◆ What this task involves: How many lines of the entries below include the word "TrackerError"? Answer with the number alone.

◆ Recorded information:
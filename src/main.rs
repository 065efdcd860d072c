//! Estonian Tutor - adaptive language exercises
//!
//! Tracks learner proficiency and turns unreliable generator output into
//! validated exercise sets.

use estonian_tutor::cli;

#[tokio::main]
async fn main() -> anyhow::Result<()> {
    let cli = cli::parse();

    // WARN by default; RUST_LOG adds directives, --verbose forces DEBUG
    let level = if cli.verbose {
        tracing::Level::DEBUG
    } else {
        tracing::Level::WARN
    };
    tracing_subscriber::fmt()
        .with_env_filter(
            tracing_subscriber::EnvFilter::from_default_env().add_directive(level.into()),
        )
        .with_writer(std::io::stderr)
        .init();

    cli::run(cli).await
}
==
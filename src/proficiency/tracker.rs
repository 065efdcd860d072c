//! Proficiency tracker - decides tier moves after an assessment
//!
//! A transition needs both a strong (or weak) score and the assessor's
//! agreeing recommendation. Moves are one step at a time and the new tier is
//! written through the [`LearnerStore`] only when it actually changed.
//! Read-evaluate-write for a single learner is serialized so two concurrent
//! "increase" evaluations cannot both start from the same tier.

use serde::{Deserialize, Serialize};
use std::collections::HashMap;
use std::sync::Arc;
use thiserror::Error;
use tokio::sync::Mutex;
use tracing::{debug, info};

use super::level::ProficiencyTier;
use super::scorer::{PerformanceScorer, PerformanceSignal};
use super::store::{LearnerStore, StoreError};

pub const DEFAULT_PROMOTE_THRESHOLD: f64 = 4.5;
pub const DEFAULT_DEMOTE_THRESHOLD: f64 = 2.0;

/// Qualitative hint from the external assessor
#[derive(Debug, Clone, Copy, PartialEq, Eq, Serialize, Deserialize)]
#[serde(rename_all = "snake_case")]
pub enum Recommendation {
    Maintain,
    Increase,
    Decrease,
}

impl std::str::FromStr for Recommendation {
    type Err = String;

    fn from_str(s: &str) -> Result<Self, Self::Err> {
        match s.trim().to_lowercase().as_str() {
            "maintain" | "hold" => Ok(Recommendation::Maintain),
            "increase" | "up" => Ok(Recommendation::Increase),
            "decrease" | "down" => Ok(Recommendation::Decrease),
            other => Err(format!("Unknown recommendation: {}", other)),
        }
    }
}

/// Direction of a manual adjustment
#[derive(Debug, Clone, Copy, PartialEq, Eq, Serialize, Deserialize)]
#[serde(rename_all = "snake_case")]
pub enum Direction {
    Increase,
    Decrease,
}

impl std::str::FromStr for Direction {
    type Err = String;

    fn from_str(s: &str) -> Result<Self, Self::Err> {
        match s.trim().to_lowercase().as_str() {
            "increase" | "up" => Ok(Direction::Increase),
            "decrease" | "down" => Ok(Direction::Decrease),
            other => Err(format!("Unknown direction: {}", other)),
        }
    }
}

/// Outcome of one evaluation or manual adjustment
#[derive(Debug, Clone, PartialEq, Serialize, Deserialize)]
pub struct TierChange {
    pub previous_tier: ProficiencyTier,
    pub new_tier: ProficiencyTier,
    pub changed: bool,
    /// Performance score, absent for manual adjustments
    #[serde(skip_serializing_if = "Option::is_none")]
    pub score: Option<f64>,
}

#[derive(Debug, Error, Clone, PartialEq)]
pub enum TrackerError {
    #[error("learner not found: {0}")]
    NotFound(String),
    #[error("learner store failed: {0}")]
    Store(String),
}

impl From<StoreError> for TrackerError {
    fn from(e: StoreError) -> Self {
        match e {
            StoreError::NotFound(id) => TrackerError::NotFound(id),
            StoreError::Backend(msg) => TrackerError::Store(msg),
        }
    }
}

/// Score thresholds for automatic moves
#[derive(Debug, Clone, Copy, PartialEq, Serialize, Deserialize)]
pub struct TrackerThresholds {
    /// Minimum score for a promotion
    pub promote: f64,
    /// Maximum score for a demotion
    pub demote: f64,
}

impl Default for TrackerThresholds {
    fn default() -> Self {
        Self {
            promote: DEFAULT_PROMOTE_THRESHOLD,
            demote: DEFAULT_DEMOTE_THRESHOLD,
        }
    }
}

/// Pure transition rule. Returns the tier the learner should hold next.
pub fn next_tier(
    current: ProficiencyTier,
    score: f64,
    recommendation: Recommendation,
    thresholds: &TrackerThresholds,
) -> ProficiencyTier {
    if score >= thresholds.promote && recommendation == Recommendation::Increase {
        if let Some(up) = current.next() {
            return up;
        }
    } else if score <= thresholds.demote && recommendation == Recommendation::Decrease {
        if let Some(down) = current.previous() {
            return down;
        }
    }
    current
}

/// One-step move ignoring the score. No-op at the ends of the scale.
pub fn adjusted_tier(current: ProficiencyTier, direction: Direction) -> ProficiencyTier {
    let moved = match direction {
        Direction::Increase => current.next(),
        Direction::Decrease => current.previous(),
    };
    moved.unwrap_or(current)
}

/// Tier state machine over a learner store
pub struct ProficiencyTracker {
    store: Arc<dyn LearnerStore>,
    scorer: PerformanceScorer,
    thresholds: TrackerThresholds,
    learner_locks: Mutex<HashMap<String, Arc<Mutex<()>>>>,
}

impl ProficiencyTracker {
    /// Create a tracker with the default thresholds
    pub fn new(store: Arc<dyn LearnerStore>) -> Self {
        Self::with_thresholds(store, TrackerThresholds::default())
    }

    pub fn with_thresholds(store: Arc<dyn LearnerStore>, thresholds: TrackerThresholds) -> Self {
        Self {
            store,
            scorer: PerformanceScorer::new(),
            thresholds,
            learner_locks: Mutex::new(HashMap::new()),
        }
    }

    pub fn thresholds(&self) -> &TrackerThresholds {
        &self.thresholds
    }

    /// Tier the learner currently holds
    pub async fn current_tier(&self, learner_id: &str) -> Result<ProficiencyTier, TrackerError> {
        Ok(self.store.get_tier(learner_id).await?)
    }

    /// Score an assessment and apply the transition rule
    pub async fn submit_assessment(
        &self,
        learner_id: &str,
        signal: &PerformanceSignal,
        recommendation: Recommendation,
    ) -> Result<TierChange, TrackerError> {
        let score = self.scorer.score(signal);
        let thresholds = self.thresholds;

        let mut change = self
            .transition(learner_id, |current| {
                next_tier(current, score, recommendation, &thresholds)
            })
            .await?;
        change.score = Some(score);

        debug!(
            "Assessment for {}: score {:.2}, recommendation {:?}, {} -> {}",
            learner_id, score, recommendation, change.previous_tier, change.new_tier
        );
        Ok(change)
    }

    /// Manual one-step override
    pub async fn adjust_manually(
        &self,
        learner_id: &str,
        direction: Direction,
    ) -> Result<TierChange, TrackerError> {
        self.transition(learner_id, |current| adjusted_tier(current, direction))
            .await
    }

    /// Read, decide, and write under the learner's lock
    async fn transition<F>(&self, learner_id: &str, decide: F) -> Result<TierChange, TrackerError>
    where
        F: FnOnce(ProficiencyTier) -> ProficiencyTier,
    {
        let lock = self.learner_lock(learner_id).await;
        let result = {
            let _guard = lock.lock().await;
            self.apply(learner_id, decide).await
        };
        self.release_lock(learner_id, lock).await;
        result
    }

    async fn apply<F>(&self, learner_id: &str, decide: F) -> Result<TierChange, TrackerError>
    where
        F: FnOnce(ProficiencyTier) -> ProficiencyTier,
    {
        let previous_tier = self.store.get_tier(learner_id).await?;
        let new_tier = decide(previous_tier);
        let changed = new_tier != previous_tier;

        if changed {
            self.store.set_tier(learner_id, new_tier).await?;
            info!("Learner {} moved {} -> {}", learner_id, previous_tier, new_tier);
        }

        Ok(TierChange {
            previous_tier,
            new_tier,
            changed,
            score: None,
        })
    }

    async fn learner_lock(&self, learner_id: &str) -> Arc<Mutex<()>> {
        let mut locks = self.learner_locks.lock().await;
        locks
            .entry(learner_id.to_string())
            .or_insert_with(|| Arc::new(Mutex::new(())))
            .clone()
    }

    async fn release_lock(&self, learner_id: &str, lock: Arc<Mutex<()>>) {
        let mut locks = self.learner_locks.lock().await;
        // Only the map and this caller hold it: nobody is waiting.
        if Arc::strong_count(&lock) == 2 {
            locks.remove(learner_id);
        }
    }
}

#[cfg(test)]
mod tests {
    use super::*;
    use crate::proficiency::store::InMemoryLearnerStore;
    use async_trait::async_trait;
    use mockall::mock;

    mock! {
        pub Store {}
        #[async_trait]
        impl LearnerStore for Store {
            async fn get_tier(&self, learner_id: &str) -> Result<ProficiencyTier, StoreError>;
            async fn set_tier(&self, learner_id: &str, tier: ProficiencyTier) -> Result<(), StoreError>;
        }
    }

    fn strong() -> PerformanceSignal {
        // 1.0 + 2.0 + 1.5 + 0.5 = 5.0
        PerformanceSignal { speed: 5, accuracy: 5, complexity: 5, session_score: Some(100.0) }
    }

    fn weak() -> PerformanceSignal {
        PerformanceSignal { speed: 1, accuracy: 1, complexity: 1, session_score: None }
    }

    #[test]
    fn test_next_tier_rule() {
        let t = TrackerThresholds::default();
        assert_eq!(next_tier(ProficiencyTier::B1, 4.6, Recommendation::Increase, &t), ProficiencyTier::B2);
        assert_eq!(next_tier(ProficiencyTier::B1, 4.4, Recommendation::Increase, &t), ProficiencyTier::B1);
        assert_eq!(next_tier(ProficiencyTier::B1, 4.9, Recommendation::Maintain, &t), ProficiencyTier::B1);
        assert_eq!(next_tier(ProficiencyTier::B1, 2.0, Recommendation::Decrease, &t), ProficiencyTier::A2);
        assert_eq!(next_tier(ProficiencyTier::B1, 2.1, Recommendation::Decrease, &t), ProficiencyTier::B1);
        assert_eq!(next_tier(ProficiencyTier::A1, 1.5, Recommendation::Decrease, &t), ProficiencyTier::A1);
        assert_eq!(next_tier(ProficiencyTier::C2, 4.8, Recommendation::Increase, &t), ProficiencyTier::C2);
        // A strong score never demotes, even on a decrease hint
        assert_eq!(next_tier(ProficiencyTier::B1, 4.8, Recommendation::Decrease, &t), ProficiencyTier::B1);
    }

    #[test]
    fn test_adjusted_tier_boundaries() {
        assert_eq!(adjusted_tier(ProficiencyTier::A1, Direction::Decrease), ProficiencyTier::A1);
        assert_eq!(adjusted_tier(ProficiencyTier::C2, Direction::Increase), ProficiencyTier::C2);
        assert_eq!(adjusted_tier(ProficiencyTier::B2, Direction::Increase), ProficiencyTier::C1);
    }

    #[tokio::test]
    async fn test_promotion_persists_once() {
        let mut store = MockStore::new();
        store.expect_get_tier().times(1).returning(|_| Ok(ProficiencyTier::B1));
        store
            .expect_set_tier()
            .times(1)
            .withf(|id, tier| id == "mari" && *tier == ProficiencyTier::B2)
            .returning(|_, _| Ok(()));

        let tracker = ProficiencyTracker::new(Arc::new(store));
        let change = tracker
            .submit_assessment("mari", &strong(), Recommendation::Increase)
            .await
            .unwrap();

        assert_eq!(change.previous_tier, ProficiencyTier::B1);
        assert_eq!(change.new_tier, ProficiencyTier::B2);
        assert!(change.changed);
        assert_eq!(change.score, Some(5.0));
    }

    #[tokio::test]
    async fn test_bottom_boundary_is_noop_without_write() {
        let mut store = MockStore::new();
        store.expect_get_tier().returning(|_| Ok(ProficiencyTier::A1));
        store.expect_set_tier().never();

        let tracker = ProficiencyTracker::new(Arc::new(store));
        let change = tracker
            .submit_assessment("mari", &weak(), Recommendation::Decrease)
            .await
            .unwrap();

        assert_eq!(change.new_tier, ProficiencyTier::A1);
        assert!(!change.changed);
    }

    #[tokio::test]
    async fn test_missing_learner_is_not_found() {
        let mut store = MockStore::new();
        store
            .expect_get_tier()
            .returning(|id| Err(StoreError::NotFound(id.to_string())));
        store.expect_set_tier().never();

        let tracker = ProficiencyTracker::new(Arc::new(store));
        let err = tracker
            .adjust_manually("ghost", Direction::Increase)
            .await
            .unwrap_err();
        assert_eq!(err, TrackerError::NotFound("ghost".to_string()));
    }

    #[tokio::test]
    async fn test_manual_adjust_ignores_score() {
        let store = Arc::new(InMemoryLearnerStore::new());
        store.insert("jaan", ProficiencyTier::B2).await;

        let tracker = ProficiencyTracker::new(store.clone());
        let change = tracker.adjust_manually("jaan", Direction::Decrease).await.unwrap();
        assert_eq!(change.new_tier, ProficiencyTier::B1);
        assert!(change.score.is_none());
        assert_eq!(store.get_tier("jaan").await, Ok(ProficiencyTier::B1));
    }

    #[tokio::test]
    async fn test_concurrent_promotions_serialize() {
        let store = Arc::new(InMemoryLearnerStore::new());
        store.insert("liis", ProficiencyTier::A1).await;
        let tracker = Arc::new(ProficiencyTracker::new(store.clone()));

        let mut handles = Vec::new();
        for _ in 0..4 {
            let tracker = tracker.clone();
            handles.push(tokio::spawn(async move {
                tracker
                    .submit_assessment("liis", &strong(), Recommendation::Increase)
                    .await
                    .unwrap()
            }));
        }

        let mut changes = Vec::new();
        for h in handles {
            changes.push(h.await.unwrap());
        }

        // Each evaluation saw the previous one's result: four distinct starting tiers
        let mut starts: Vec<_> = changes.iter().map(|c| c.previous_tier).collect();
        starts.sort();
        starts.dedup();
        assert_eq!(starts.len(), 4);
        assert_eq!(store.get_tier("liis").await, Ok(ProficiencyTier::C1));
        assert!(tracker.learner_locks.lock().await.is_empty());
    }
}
* * *
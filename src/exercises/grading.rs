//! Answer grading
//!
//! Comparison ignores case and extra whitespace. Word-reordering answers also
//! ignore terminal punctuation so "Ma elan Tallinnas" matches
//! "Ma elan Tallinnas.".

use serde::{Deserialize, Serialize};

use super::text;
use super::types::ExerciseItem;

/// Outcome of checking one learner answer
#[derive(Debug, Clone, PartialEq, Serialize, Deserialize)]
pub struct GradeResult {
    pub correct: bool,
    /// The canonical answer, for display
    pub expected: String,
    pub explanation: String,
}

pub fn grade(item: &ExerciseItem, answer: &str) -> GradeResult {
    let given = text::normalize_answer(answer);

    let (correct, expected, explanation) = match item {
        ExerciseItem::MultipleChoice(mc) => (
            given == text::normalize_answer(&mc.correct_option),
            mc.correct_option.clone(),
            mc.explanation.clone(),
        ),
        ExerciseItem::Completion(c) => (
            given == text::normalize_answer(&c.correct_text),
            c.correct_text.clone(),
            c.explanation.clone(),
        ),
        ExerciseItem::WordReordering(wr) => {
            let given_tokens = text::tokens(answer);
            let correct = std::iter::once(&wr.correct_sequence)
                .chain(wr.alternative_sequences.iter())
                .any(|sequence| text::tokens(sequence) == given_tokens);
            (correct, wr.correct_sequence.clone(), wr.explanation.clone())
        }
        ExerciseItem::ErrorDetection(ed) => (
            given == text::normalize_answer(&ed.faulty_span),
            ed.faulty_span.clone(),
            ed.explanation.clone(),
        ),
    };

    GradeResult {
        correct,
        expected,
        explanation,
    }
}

◆ Answer box: 10